Turks in Greece hope for more rights from Syriza victory February 17, 2015Posted by Yilan in Human rights abuses.
Tags: Trakya, Yunanistan
While Greeks await an economic resurrection from their newly elected left-wing anti-bailout government, the country’s ethnic-Turkish minority is hoping for more rights and “equal citizenship.”
The charismatic leader of the anti-austerity party Syriza-40-year-old Alexis Tsipras-won a historic victory in last Sunday’s election.
Greece’s youngest prime minister in 150 years unveiled the country’s new government on Tuesday which includes three Turkish-origin Syriza MPs.
The Turkish community in Greece has largely supported the anti-austerity party, says the head of the Istanbul-based Western Thrace Turks Solidarity Association, Taner Mustafaoğlu.
“Apart from a recovery in the Greek economy they – Western Thracians – have an expectation on minority rights,” he says, referring to schooling and religious rights which he claims are underrepresented in the region.
Numbers for the amount of Western Thrace Turks vary between 60,000 and 150,000. They are a remnant of the Ottoman Empire but are not recognized as ethnic Turks by the Greek government, which classifies them among other Greek Muslims.
“Tsipras said that he wanted to see Western Thracians as equal citizens with Greeks,” says Mustafaoğlu referring to Tsipras’ comment made in Greece’s northeastern city of Komotini – Gümülcine in Turkish – 10 days before the election.
A Western Thracian who supports Tsipras’ party is 65-year-old Ferruh Sözüner who has been living in Istanbul since 1956.
“‘Left’ means freedom, equality and human rights and our expectations are mainly on education, economic, social and religious reforms in Western Thrace,” he says.
As a financial adviser Sözüner does not believe that Syriza would be able to realize its promises on economics but is hopeful on minority rights.
However, some believe Syriza’s victory was not as “overwhelming as it has been portrayed.”
Greek-born associate professor on international relations at Istanbul’s Kadir Has University, Dimitrios Triantaphyllou, says: “Syriza’s victory came about because the Greek electorate is tired of further austerity measures which are entering their fifth year.
“Thus Syriza’s message that Greece will not put up with austerity anymore struck a chord among voters,” he adds.
Pointing out a major sub-story of the elections was the notorious far-right Golden Dawn party-some of whose leaders are in prison-becoming the country’s third-largest political force, Triantaphyllou says: “With populism permeating Greek politics, a failure of Syriza, which has invested in the populist and demagogy cards, to deliver on its promises could push many of its voters into the Golden Dawn camp.”
For some, the January 25 election was a historic moment not only for Greece but also for the whole European continent.

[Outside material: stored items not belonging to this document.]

//! The table: canvas plus card zones.
//!
//! Keeps battlefield cards and their image shapes in step. Playing a card
//! moves it out of the hand and drops an image shape; sending image shapes
//! back removes them from the canvas and returns their cards.

use crate::canvas::Canvas;
use crate::cards::{CardAction, CardError, CardId, CardZones, Zone};
use crate::config::TableConfig;
use crate::decklist;
use crate::shapes::{Image, Shape, ShapeId};
use kurbo::Point;

/// Canvas and cards for one player.
#[derive(Debug, Clone)]
pub struct Tabletop {
    pub canvas: Canvas,
    pub cards: CardZones,
    config: TableConfig,
}

impl Tabletop {
    /// Create an empty table from configuration.
    pub fn new(config: TableConfig) -> Self {
        let cards = match config.seed {
            Some(seed) => CardZones::with_seed(seed),
            None => CardZones::new(),
        }
        .with_opening_hand(config.opening_hand);
        let mut canvas = Canvas::new();
        canvas.text_font_size = config.text_font_size;
        Self {
            canvas,
            cards,
            config,
        }
    }

    pub fn config(&self) -> &TableConfig {
        &self.config
    }

    /// Build a deck from a deck list (the configured or built-in one when
    /// `None`), shuffle it, and deal the opening hand.
    ///
    /// Card images already on the canvas are removed.
    pub fn load_deck(&mut self, list: Option<&str>) -> usize {
        let list = list
            .or(self.config.deck.as_deref())
            .unwrap_or(decklist::DEFAULT_DECK);
        let deck = decklist::build_deck(list, &self.config.image_url_template);
        let count = deck.len();

        let card_shapes: Vec<ShapeId> = self
            .canvas
            .document
            .shapes_ordered()
            .filter(|s| s.card_id().is_some())
            .map(Shape::id)
            .collect();
        for id in card_shapes {
            self.canvas.remove_shape(id);
        }

        if let Err(err) = self.cards.apply(CardAction::InitializeDeck(deck)) {
            log::error!("Failed to initialize deck: {err}");
        }
        count
    }

    pub fn draw(&mut self) -> Result<CardId, CardError> {
        self.cards.apply(CardAction::DrawCard)?;
        self.cards
            .hand()
            .last()
            .map(|c| c.id)
            .ok_or(CardError::DeckEmpty)
    }

    pub fn mulligan(&mut self) {
        if let Err(err) = self.cards.apply(CardAction::Mulligan) {
            log::error!("Failed to mulligan: {err}");
        }
    }

    /// Move a card from the hand onto the table at a screen position.
    pub fn play_card(&mut self, card_id: CardId, screen: Point) -> Result<ShapeId, CardError> {
        self.cards.apply(CardAction::RemoveFromHand(vec![card_id]))?;
        let card = self
            .cards
            .card(card_id)
            .cloned()
            .ok_or(CardError::NotInZone {
                id: card_id,
                zone: Zone::Battlefield,
            })?;
        let world = self.canvas.camera.screen_to_world(screen);
        let image = Image::for_card(&card, world, self.config.card_width, self.config.card_height);
        let id = self.canvas.add_shape(Shape::Image(image));
        log::debug!("Played card {card_id} as shape {id}");
        Ok(id)
    }

    /// Play the n-th card of the hand (zero-based).
    pub fn play_from_hand(
        &mut self,
        index: usize,
        screen: Point,
    ) -> Option<Result<ShapeId, CardError>> {
        let card_id = self.cards.hand().get(index)?.id;
        Some(self.play_card(card_id, screen))
    }

    /// Send selected card images back to the hand. Returns how many cards moved.
    pub fn send_selected_to_hand(&mut self) -> Result<usize, CardError> {
        self.send_selected(CardAction::SendToHand)
    }

    /// Send selected card images back to the top of the deck.
    pub fn send_selected_to_deck(&mut self) -> Result<usize, CardError> {
        self.send_selected(CardAction::SendToDeck)
    }

    /// Remove the selected shapes. Card images give their cards back via
    /// `action`; other shapes are simply removed.
    fn send_selected(&mut self, action: fn(Vec<CardId>) -> CardAction) -> Result<usize, CardError> {
        let card_ids: Vec<CardId> = self
            .canvas
            .selection
            .iter()
            .filter_map(|id| self.canvas.document.get_shape(*id))
            .filter_map(Shape::card_id)
            .collect();
        self.cards.apply(action(card_ids.clone()))?;
        self.canvas.take_selected();
        Ok(card_ids.len())
    }
}

#[cfg(test)]
mod tests {
    use super::*;
    use crate::shapes::{Rectangle, ShapeTrait};

    fn table() -> Tabletop {
        let mut table = Tabletop::new(TableConfig {
            seed: Some(7),
            ..Default::default()
        });
        table.load_deck(Some("20 Plains"));
        table
    }

    #[test]
    fn test_load_deck_deals_hand() {
        let table = table();
        assert_eq!(table.cards.hand().len(), 7);
        assert_eq!(table.cards.deck().len(), 13);
        assert!(table.cards.deck()[0].src.contains("Plains"));
    }

    #[test]
    fn test_load_default_deck() {
        let mut table = Tabletop::new(TableConfig::default());
        assert_eq!(table.load_deck(None), 75);
    }

    #[test]
    fn test_play_card_creates_image() {
        let mut table = table();
        table.canvas.camera.zoom = 2.0;
        let card = table.cards.hand()[0].clone();

        let shape_id = table.play_card(card.id, Point::new(100.0, 60.0)).unwrap();
        assert_eq!(table.cards.zone_of(card.id), Some(Zone::Battlefield));
        let shape = table.canvas.document.get_shape(shape_id).unwrap();
        let image = shape.as_image().unwrap();
        assert_eq!(image.card_id, Some(card.id));
        assert_eq!(image.src, card.src);
        assert_eq!(image.position, Point::new(50.0, 30.0));
        assert!((image.width - 100.0).abs() < f64::EPSILON);
    }

    #[test]
    fn test_play_card_not_in_hand() {
        let mut table = table();
        let in_deck = table.cards.deck()[0].id;
        assert!(table.play_card(in_deck, Point::ZERO).is_err());
        assert!(table.canvas.document.is_empty());
    }

    #[test]
    fn test_send_back_to_hand_and_deck() {
        let mut table = table();
        let a = table.play_from_hand(0, Point::new(0.0, 0.0)).unwrap().unwrap();
        let b = table.play_from_hand(0, Point::new(200.0, 0.0)).unwrap().unwrap();
        let card_b = table.canvas.document.get_shape(b).and_then(Shape::card_id).unwrap();
        let marker = Rectangle::new(Point::new(400.0, 0.0), 10.0, 10.0);
        let marker_id = marker.id();
        table.canvas.add_shape(Shape::Rectangle(marker));
        assert_eq!(table.cards.hand().len(), 5);

        table.canvas.selection = vec![a, marker_id];
        assert_eq!(table.send_selected_to_hand().unwrap(), 1);
        assert_eq!(table.cards.hand().len(), 6);
        assert!(table.canvas.document.get_shape(marker_id).is_none());

        table.canvas.select(b);
        assert_eq!(table.send_selected_to_deck().unwrap(), 1);
        assert_eq!(table.cards.deck().last().map(|c| c.id), Some(card_b));
        assert!(table.canvas.document.is_empty());
        assert!(table.cards.battlefield().is_empty());
    }

    #[test]
    fn test_draw_and_mulligan() {
        let mut table = table();
        let drawn = table.draw().unwrap();
        assert_eq!(table.cards.zone_of(drawn), Some(Zone::Hand));
        table.mulligan();
        assert_eq!(table.cards.hand().len(), 7);
        assert_eq!(table.cards.deck().len(), 13);
    }
}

“Syriza’s pre-election motto was ‘Hope is coming’ and it is for this very hope that Greek people gave [them] their votes and put them in power-for the first time in Greece’s history a far-leftist party,” says 32-year-old PhD candidate in International Relations at Kadir Has University, Panagiotis Andrikopoulos.
Syriza has already showed their intentions right away with a symbolic move, he adds.
“For the first time in Greek political history a prime minister took his oath without the presence of the Christian Orthodox clergy,” Andrikopoulos says.
Andrikopoulos, who has been living in Istanbul for the last four years, says that thousands of young and educated people decided to leave Greece because there was “no hope and future” for them there.
“I cannot hide the fact that when I saw Syriza taking power and changing many things right from the beginning, immediately it crossed my mind that I would like to be there and live these changes,” he says.